Records excerpted from a collection
#![deny(clippy::unwrap_used)]
#![deny(clippy::expect_used)]

//! Stepwise - ordered, versioned schema migrations for SQLite
//!
//! Stepwise applies and reverts schema changes in a caller-defined order,
//! recording every applied migration in a tracking table so repeated runs are
//! idempotent. Each migration runs in its own transaction together with its
//! tracking record, so a migration is recorded if and only if it committed.
//!
//! # Feature Flags
//!
//! | Feature | Description | Key Dependencies |
//! |---------|-------------|------------------|
//! | `display` | Table formatting with `tabled` | `tabled` |
//! | `cli` | The `stepwise` binary | All above + `clap`, `tracing-subscriber` |
//!
//! ```toml
//! # Library only
//! stepwise = { version = "0.1", default-features = false }
//! ```
//!
//! # Architecture
//!
//! - **[`migration`]**: the engine
//!   - `ddl`: schema intents to forward/reverse SQL
//!   - `Migration`: identity plus up and optional down transform
//!   - `MigrationManager`: fail-fast, per-migration transactional apply and rollback
//!   - `source`: raw-SQL migrations loaded from a directory
//! - **[`database`]**: SQLite connection, `DatabaseHandle` trait, tracking table
//! - **[`config`]**: Configuration management
//!
//! # Quick Start
//!
//! ```rust,ignore
//! use stepwise::{ddl, DatabaseConn, MigrateFlags, MigrationManager, MigrationPlan};
//!
//! let migrations = MigrationPlan::new()
//!     .push(ddl::create_table("users", "id"))
//!     .push(ddl::add_column("email", "TEXT", "users"))
//!     .sql("INSERT INTO users (email) VALUES ('admin@example.com')")
//!     .build();
//!
//! let db = DatabaseConn::open_path("app.sqlite3")?;
//! let mut manager = MigrationManager::new(db);
//!
//! let report = manager.migrate(&migrations, MigrateFlags::empty())?;
//! println!("applied {} migration(s)", report.applied.len());
//!
//! // a second run finds nothing pending
//! assert!(manager.migrate(&migrations, MigrateFlags::empty())?.pending.is_empty());
//! ```

pub mod config;
pub mod database;
pub mod error;
pub mod migration;
pub mod output;

// =============================================================================
// Configuration
// =============================================================================

pub use config::{format_size, get_database_info, DatabaseInfo, StepwiseConfig};

// =============================================================================
// Database
// =============================================================================

pub use database::{DatabaseConn, DatabaseHandle, MigrationRecord, DEFAULT_TRACKING_TABLE};

// =============================================================================
// Migration engine
// =============================================================================

pub use error::MigrationError;
pub use migration::{
    ddl, load_directory, DdlOperation, FailedMigration, ManagerOptions, MigrateFlags,
    MigrateReport, Migration, MigrationId, MigrationManager, MigrationPlan, MigrationState,
    MigrationStatus, RollbackReport, StatementFailure, StatementRunner,
};

pub use output::OutputFormat;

* PROBLEM TO WORK ON *
Exactly as they appear above, print all the entries.

* EXERCISE ANSWER *
#![deny(clippy::unwrap_used)]
#![deny(clippy::expect_used)]

//! Stepwise - ordered, versioned schema migrations for SQLite
//!
//! Stepwise applies and reverts schema changes in a caller-defined order,
//! recording every applied migration in a tracking table so repeated runs are
//! idempotent. Each migration runs in its own transaction together with its
//! tracking record, so a migration is recorded if and only if it committed.
//!
//! # Feature Flags
//!
//! | Feature | Description | Key Dependencies |
//! |---------|-------------|------------------|
//! | `display` | Table formatting with `tabled` | `tabled` |
//! | `cli` | The `stepwise` binary | All above + `clap`, `tracing-subscriber` |
//!
//! ```toml
//! # Library only
//! stepwise = { version = "0.1", default-features = false }
//! ```
//!
//! # Architecture
//!
//! - **[`migration`]**: the engine
//!   - `ddl`: schema intents to forward/reverse SQL
//!   - `Migration`: identity plus up and optional down transform
//!   - `MigrationManager`: fail-fast, per-migration transactional apply and rollback
//!   - `source`: raw-SQL migrations loaded from a directory
//! - **[`database`]**: SQLite connection, `DatabaseHandle` trait, tracking table
//! - **[`config`]**: Configuration management
//!
//! # Quick Start
//!
//! ```rust,ignore
//! use stepwise::{ddl, DatabaseConn, MigrateFlags, MigrationManager, MigrationPlan};
//!
//! let migrations = MigrationPlan::new()
//!     .push(ddl::create_table("users", "id"))
//!     .push(ddl::add_column("email", "TEXT", "users"))
//!     .sql("INSERT INTO users (email) VALUES ('admin@example.com')")
//!     .build();
//!
//! let db = DatabaseConn::open_path("app.sqlite3")?;
//! let mut manager = MigrationManager::new(db);
//!
//! let report = manager.migrate(&migrations, MigrateFlags::empty())?;
//! println!("applied {} migration(s)", report.applied.len());
//!
//! // a second run finds nothing pending
//! assert!(manager.migrate(&migrations, MigrateFlags::empty())?.pending.is_empty());
//! ```

pub mod config;
pub mod database;
pub mod error;
pub mod migration;
pub mod output;

// =============================================================================
// Configuration
// =============================================================================

pub use config::{format_size, get_database_info, DatabaseInfo, StepwiseConfig};

// =============================================================================
// Database
// =============================================================================

pub use database::{DatabaseConn, DatabaseHandle, MigrationRecord, DEFAULT_TRACKING_TABLE};

// =============================================================================
// Migration engine
// =============================================================================

pub use error::MigrationError;
pub use migration::{
    ddl, load_directory, DdlOperation, FailedMigration, ManagerOptions, MigrateFlags,
    MigrateReport, Migration, MigrationId, MigrationManager, MigrationPlan, MigrationState,
    MigrationStatus, RollbackReport, StatementFailure, StatementRunner,
};

pub use output::OutputFormat;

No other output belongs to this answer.